→ **Exercise requirements**
Give the entries again, precisely as they were written.

→ **Supplied data**
-.-.-
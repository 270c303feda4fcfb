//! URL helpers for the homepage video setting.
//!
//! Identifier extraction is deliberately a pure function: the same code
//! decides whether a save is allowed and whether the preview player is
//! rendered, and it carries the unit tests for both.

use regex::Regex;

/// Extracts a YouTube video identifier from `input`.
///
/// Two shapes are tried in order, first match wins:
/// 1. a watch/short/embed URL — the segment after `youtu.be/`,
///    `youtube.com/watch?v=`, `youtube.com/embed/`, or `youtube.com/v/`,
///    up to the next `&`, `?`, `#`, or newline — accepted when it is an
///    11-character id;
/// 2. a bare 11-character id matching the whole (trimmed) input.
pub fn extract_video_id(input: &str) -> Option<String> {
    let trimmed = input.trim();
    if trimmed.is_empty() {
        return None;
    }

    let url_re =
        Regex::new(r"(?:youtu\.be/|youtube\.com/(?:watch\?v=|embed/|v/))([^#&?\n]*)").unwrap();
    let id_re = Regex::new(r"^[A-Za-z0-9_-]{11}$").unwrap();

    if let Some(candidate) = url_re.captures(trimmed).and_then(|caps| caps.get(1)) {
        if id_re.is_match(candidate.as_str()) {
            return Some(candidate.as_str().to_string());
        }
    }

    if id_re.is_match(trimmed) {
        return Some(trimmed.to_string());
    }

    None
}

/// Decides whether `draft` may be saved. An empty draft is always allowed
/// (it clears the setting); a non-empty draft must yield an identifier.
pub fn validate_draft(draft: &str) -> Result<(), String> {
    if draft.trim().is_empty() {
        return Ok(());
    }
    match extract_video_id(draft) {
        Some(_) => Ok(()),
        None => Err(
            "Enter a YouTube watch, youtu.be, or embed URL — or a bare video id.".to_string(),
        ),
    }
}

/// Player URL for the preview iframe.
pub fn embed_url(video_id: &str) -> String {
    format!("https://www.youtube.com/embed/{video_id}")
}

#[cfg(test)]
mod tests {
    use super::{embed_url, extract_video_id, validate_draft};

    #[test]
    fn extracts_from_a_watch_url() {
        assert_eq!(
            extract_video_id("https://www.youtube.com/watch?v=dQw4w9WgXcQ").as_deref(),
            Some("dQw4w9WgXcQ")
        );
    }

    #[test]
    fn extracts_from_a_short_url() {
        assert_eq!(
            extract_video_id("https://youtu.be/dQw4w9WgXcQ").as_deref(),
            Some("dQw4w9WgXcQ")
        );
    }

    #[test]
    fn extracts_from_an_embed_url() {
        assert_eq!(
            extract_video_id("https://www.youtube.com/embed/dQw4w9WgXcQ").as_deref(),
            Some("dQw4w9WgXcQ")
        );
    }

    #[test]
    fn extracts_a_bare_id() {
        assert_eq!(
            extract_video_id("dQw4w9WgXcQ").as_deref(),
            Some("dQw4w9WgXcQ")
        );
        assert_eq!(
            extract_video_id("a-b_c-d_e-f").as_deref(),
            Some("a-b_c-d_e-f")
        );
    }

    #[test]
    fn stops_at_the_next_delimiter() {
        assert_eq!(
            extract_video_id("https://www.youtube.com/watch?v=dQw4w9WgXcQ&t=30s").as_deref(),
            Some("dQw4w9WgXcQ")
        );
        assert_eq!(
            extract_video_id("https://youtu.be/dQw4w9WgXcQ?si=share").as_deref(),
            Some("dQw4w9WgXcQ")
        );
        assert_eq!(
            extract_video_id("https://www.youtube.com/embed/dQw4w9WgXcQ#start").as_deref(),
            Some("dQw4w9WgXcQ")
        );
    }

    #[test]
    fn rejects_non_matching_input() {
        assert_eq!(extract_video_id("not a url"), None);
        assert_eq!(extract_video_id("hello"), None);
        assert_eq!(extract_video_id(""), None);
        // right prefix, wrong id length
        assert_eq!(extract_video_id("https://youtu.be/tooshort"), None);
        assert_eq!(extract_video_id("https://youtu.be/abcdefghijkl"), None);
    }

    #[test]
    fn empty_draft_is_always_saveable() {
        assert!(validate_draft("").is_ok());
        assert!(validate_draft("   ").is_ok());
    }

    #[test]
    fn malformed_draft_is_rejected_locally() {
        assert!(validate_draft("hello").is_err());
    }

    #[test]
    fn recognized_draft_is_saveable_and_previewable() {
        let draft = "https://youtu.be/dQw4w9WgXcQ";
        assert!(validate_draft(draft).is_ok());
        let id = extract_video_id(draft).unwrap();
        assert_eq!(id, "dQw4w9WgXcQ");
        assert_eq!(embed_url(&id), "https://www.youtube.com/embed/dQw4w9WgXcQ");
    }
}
-.-.-
→ **Solution to the problem**
repository 270c303feda4fcfb
//! URL helpers for the homepage video setting.
//!
//! Identifier extraction is deliberately a pure function: the same code
//! decides whether a save is allowed and whether the preview player is
//! rendered, and it carries the unit tests for both.

use regex::Regex;

/// Extracts a YouTube video identifier from `input`.
///
/// Two shapes are tried in order, first match wins:
/// 1. a watch/short/embed URL — the segment after `youtu.be/`,
///    `youtube.com/watch?v=`, `youtube.com/embed/`, or `youtube.com/v/`,
///    up to the next `&`, `?`, `#`, or newline — accepted when it is an
///    11-character id;
/// 2. a bare 11-character id matching the whole (trimmed) input.
pub fn extract_video_id(input: &str) -> Option<String> {
    let trimmed = input.trim();
    if trimmed.is_empty() {
        return None;
    }

    let url_re =
        Regex::new(r"(?:youtu\.be/|youtube\.com/(?:watch\?v=|embed/|v/))([^#&?\n]*)").unwrap();
    let id_re = Regex::new(r"^[A-Za-z0-9_-]{11}$").unwrap();

    if let Some(candidate) = url_re.captures(trimmed).and_then(|caps| caps.get(1)) {
        if id_re.is_match(candidate.as_str()) {
            return Some(candidate.as_str().to_string());
        }
    }

    if id_re.is_match(trimmed) {
        return Some(trimmed.to_string());
    }

    None
}

/// Decides whether `draft` may be saved. An empty draft is always allowed
/// (it clears the setting); a non-empty draft must yield an identifier.
pub fn validate_draft(draft: &str) -> Result<(), String> {
    if draft.trim().is_empty() {
        return Ok(());
    }
    match extract_video_id(draft) {
        Some(_) => Ok(()),
        None => Err(
            "Enter a YouTube watch, youtu.be, or embed URL — or a bare video id.".to_string(),
        ),
    }
}

/// Player URL for the preview iframe.
pub fn embed_url(video_id: &str) -> String {
    format!("https://www.youtube.com/embed/{video_id}")
}

#[cfg(test)]
mod tests {
    use super::{embed_url, extract_video_id, validate_draft};

    #[test]
    fn extracts_from_a_watch_url() {
        assert_eq!(
            extract_video_id("https://www.youtube.com/watch?v=dQw4w9WgXcQ").as_deref(),
            Some("dQw4w9WgXcQ")
        );
    }

    #[test]
    fn extracts_from_a_short_url() {
        assert_eq!(
            extract_video_id("https://youtu.be/dQw4w9WgXcQ").as_deref(),
            Some("dQw4w9WgXcQ")
        );
    }

    #[test]
    fn extracts_from_an_embed_url() {
        assert_eq!(
            extract_video_id("https://www.youtube.com/embed/dQw4w9WgXcQ").as_deref(),
            Some("dQw4w9WgXcQ")
        );
    }

    #[test]
    fn extracts_a_bare_id() {
        assert_eq!(
            extract_video_id("dQw4w9WgXcQ").as_deref(),
            Some("dQw4w9WgXcQ")
        );
        assert_eq!(
            extract_video_id("a-b_c-d_e-f").as_deref(),
            Some("a-b_c-d_e-f")
        );
    }

    #[test]
    fn stops_at_the_next_delimiter() {
        assert_eq!(
            extract_video_id("https://www.youtube.com/watch?v=dQw4w9WgXcQ&t=30s").as_deref(),
            Some("dQw4w9WgXcQ")
        );
        assert_eq!(
            extract_video_id("https://youtu.be/dQw4w9WgXcQ?si=share").as_deref(),
            Some("dQw4w9WgXcQ")
        );
        assert_eq!(
            extract_video_id("https://www.youtube.com/embed/dQw4w9WgXcQ#start").as_deref(),
            Some("dQw4w9WgXcQ")
        );
    }

    #[test]
    fn rejects_non_matching_input() {
        assert_eq!(extract_video_id("not a url"), None);
        assert_eq!(extract_video_id("hello"), None);
        assert_eq!(extract_video_id(""), None);
        // right prefix, wrong id length
        assert_eq!(extract_video_id("https://youtu.be/tooshort"), None);
        assert_eq!(extract_video_id("https://youtu.be/abcdefghijkl"), None);
    }

    #[test]
    fn empty_draft_is_always_saveable() {
        assert!(validate_draft("").is_ok());
        assert!(validate_draft("   ").is_ok());
    }

    #[test]
    fn malformed_draft_is_rejected_locally() {
        assert!(validate_draft("hello").is_err());
    }

    #[test]
    fn recognized_draft_is_saveable_and_previewable() {
        let draft = "https://youtu.be/dQw4w9WgXcQ";
        assert!(validate_draft(draft).is_ok());
        let id = extract_video_id(draft).unwrap();
        assert_eq!(id, "dQw4w9WgXcQ");
        assert_eq!(embed_url(&id), "https://www.youtube.com/embed/dQw4w9WgXcQ");
    }
}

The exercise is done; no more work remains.